(Collected data)
+ + + + +
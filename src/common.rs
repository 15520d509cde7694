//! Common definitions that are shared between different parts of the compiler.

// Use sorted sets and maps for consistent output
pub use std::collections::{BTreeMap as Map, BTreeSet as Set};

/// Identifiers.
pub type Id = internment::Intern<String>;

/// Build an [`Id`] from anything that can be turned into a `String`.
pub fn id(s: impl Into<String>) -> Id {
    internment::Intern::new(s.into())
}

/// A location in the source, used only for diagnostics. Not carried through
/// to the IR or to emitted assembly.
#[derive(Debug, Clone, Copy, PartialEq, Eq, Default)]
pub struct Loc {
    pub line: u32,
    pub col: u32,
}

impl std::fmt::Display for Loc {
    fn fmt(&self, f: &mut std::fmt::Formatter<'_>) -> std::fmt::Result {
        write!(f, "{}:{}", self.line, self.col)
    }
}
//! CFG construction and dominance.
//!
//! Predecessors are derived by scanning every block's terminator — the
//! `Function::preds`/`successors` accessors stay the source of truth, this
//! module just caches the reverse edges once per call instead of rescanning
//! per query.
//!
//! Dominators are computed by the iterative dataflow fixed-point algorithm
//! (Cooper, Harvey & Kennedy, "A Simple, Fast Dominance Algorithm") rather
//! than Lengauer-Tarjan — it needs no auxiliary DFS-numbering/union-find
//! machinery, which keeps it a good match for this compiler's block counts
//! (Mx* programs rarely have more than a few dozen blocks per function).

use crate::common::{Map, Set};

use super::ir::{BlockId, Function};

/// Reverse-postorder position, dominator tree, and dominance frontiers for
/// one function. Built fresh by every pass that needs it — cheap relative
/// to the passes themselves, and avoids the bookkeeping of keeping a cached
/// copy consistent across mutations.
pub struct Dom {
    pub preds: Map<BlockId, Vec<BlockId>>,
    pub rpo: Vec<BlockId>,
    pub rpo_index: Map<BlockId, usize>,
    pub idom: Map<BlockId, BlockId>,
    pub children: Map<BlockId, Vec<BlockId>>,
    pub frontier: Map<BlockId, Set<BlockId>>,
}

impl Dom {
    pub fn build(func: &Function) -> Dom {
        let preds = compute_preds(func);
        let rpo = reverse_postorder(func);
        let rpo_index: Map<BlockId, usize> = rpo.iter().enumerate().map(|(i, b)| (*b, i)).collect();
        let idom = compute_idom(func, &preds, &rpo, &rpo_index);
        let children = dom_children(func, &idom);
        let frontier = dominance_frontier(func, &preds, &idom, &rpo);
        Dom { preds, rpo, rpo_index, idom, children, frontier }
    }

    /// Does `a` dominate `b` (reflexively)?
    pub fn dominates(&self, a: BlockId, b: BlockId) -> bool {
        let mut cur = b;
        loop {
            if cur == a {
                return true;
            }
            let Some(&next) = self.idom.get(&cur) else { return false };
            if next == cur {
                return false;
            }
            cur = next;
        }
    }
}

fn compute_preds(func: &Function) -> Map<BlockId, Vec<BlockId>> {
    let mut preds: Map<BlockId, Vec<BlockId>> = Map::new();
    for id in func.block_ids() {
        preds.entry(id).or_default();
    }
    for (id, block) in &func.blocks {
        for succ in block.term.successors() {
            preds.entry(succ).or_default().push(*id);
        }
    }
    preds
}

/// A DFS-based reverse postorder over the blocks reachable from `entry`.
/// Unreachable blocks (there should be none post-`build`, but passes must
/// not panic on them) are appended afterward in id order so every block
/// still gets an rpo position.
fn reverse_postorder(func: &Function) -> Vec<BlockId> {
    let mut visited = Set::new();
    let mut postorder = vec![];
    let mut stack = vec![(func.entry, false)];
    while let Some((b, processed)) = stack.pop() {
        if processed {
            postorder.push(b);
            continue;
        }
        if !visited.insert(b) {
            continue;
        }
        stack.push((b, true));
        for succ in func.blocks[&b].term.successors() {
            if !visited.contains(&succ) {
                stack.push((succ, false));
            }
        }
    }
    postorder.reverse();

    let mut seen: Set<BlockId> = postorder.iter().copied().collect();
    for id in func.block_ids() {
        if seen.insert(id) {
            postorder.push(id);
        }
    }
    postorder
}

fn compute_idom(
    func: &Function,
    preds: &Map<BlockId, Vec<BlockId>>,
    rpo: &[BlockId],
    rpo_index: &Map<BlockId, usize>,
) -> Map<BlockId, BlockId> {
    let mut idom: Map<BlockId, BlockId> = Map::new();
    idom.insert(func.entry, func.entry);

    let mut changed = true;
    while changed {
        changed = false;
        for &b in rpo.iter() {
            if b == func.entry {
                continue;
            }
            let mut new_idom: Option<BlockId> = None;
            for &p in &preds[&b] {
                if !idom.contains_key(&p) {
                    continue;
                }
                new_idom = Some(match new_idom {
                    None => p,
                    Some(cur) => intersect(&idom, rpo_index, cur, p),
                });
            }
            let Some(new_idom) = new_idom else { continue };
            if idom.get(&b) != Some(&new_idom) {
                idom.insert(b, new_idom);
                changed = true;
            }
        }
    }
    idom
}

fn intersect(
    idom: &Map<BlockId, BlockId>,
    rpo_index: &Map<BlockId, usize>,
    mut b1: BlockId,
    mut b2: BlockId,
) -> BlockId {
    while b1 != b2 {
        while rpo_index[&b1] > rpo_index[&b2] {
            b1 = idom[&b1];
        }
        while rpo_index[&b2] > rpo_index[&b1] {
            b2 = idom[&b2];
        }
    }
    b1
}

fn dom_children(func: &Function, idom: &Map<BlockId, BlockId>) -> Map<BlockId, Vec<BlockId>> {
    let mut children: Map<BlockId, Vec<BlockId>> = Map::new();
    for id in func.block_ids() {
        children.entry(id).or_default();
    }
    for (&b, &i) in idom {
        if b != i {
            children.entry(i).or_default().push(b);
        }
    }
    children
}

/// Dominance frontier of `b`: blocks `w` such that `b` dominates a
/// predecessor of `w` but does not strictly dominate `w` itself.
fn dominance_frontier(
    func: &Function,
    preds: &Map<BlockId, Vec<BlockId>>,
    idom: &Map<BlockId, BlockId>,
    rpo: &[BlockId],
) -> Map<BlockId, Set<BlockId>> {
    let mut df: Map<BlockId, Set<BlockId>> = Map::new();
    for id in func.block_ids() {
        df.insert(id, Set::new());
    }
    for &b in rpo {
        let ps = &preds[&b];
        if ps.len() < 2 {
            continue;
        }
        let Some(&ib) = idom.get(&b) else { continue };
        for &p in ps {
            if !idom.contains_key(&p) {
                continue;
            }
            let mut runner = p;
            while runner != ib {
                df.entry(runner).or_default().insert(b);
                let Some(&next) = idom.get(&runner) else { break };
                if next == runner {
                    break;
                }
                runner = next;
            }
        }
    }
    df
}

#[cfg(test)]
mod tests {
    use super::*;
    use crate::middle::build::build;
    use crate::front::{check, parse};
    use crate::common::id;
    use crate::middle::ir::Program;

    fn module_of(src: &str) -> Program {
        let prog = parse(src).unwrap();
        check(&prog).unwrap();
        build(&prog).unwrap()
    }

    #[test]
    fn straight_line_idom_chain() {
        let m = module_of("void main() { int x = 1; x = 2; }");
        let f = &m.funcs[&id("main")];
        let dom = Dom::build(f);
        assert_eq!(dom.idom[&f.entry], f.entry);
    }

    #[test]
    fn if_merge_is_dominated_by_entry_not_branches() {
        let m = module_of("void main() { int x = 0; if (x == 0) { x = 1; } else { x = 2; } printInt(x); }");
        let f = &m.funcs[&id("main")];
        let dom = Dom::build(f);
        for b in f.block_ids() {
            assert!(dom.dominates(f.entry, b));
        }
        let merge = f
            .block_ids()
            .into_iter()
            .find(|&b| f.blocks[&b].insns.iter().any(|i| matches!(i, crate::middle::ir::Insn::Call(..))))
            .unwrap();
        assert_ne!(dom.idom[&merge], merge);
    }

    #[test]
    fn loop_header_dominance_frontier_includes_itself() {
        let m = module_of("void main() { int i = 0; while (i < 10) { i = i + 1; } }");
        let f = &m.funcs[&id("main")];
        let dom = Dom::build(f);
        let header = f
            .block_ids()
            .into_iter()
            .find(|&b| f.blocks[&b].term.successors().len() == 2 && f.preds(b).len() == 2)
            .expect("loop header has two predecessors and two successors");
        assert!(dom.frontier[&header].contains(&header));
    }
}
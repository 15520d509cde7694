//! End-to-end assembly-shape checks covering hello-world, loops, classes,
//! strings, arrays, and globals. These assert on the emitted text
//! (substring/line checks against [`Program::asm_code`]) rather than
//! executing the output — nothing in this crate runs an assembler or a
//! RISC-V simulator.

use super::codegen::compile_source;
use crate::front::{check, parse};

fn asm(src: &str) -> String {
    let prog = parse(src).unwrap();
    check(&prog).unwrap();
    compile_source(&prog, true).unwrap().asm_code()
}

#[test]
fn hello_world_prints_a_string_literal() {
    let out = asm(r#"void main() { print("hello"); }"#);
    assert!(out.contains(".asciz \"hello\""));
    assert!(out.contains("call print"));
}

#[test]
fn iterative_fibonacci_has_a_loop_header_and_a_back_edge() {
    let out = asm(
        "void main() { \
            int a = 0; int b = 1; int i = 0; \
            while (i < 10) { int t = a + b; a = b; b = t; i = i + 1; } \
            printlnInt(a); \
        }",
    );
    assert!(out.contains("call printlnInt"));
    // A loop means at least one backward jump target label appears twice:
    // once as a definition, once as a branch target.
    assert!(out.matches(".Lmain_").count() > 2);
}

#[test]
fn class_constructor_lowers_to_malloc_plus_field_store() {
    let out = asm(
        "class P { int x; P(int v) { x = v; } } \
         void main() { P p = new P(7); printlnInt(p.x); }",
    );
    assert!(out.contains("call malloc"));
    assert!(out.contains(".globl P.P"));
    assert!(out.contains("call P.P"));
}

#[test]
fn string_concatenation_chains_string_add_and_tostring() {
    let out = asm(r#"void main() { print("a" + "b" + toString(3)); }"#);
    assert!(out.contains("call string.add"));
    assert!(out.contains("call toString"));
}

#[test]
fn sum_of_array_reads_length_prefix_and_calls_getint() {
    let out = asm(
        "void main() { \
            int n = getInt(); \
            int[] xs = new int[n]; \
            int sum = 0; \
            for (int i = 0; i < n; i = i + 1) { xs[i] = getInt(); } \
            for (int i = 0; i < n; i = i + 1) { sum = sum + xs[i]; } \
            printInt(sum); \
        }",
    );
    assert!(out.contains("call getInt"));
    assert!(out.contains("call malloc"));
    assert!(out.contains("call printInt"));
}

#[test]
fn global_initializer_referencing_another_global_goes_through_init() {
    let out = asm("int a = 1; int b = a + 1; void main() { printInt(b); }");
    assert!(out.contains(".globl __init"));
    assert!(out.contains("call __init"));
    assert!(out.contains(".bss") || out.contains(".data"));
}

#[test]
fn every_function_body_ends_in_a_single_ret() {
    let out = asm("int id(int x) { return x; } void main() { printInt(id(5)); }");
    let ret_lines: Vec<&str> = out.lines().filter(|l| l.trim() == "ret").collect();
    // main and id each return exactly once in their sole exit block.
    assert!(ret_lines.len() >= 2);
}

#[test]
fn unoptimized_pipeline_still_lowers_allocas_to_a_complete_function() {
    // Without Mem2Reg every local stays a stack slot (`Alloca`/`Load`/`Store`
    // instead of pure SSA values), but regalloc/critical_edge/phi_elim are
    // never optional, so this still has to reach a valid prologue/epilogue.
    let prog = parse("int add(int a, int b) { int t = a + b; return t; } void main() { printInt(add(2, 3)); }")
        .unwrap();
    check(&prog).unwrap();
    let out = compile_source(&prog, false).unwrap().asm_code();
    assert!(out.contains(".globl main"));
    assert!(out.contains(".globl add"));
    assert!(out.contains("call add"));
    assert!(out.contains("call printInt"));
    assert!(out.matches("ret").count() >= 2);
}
+ + + + +
*Activity*:
Exactly as they stand, set down the lines from the top of the data through the line with "compiler's block counts".

*Solved problem*:
filename src/common.rs
repository 15520d509cde7694
//! Common definitions that are shared between different parts of the compiler.

// Use sorted sets and maps for consistent output
pub use std::collections::{BTreeMap as Map, BTreeSet as Set};

/// Identifiers.
pub type Id = internment::Intern<String>;

/// Build an [`Id`] from anything that can be turned into a `String`.
pub fn id(s: impl Into<String>) -> Id {
    internment::Intern::new(s.into())
}

/// A location in the source, used only for diagnostics. Not carried through
/// to the IR or to emitted assembly.
#[derive(Debug, Clone, Copy, PartialEq, Eq, Default)]
pub struct Loc {
    pub line: u32,
    pub col: u32,
}

impl std::fmt::Display for Loc {
    fn fmt(&self, f: &mut std::fmt::Formatter<'_>) -> std::fmt::Result {
        write!(f, "{}:{}", self.line, self.col)
    }
}
//! CFG construction and dominance.
//!
//! Predecessors are derived by scanning every block's terminator — the
//! `Function::preds`/`successors` accessors stay the source of truth, this
//! module just caches the reverse edges once per call instead of rescanning
//! per query.
//!
//! Dominators are computed by the iterative dataflow fixed-point algorithm
//! (Cooper, Harvey & Kennedy, "A Simple, Fast Dominance Algorithm") rather
//! than Lengauer-Tarjan — it needs no auxiliary DFS-numbering/union-find
//! machinery, which keeps it a good match for this compiler's block counts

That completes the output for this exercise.